Start of Block

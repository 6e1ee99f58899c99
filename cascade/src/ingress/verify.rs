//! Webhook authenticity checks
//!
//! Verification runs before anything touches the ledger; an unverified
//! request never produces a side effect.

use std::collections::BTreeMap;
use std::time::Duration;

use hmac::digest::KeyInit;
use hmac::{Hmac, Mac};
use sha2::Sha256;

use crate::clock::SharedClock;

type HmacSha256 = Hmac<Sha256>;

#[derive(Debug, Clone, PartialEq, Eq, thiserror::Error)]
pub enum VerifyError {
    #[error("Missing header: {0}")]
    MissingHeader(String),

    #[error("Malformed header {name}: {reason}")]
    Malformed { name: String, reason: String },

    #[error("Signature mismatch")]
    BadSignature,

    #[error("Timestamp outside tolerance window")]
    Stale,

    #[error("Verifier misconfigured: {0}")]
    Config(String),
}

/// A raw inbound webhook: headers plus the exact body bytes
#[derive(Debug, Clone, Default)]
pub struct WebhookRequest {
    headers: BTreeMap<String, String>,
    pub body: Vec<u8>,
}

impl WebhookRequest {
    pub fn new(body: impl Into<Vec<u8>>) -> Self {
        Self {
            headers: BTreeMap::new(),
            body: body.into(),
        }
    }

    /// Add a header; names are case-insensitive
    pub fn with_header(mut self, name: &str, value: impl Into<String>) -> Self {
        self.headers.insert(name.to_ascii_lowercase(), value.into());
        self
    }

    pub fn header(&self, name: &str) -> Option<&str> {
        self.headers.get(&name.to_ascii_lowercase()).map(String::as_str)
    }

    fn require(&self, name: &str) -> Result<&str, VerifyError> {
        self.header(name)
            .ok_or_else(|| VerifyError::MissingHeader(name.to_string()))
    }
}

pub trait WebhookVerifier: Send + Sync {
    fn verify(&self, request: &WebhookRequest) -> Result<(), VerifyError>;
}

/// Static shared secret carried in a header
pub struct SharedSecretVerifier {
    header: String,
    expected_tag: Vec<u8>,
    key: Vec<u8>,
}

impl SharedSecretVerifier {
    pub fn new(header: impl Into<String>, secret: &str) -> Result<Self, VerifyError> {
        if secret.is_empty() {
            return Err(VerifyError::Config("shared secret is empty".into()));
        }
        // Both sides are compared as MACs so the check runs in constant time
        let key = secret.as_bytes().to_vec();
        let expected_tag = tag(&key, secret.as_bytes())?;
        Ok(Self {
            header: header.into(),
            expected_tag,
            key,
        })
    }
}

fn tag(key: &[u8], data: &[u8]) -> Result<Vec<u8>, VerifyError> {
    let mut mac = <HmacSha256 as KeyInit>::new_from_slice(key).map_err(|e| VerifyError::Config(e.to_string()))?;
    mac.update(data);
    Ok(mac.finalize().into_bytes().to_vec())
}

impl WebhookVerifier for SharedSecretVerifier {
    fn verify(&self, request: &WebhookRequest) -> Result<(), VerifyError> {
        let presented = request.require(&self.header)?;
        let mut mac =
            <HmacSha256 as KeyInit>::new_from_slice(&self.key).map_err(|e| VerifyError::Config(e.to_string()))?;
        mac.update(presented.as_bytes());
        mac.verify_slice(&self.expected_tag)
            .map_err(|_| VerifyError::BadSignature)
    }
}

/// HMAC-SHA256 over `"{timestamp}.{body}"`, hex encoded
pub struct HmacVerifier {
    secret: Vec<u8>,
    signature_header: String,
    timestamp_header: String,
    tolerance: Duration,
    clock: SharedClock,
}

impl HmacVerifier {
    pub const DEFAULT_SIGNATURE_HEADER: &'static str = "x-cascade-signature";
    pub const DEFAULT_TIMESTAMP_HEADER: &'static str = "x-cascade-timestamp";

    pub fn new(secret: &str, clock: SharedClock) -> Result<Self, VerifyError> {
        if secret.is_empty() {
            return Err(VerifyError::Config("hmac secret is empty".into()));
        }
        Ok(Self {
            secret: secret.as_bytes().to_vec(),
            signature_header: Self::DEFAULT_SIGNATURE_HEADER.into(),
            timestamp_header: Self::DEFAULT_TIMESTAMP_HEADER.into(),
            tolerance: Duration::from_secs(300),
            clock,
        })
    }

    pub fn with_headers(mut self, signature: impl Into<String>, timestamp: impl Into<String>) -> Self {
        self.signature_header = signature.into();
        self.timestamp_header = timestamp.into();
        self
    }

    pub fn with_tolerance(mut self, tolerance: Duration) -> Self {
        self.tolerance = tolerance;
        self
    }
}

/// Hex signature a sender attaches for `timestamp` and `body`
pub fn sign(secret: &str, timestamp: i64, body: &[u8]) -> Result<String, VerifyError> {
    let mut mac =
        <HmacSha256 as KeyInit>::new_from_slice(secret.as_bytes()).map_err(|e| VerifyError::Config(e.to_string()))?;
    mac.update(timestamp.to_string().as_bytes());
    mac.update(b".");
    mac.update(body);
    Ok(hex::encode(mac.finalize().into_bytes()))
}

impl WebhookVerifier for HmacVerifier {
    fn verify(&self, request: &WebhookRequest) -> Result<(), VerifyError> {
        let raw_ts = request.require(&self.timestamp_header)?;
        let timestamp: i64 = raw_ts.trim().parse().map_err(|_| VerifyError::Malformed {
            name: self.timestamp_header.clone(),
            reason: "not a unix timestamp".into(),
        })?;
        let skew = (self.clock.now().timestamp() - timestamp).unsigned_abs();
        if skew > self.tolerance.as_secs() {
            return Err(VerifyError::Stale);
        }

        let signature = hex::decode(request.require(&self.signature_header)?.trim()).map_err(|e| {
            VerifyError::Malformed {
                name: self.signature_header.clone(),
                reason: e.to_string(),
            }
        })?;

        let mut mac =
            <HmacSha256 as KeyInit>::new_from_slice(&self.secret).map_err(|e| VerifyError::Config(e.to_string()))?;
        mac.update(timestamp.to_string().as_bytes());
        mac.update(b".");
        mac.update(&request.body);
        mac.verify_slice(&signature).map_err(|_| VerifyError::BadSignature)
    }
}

End of Block

[Exercise requirements]
For each line of the listing that holds the word "WebhookRequest", show that line.

[Written solution]
pub struct WebhookRequest {
impl WebhookRequest {
    fn verify(&self, request: &WebhookRequest) -> Result<(), VerifyError>;
    fn verify(&self, request: &WebhookRequest) -> Result<(), VerifyError> {
    fn verify(&self, request: &WebhookRequest) -> Result<(), VerifyError> {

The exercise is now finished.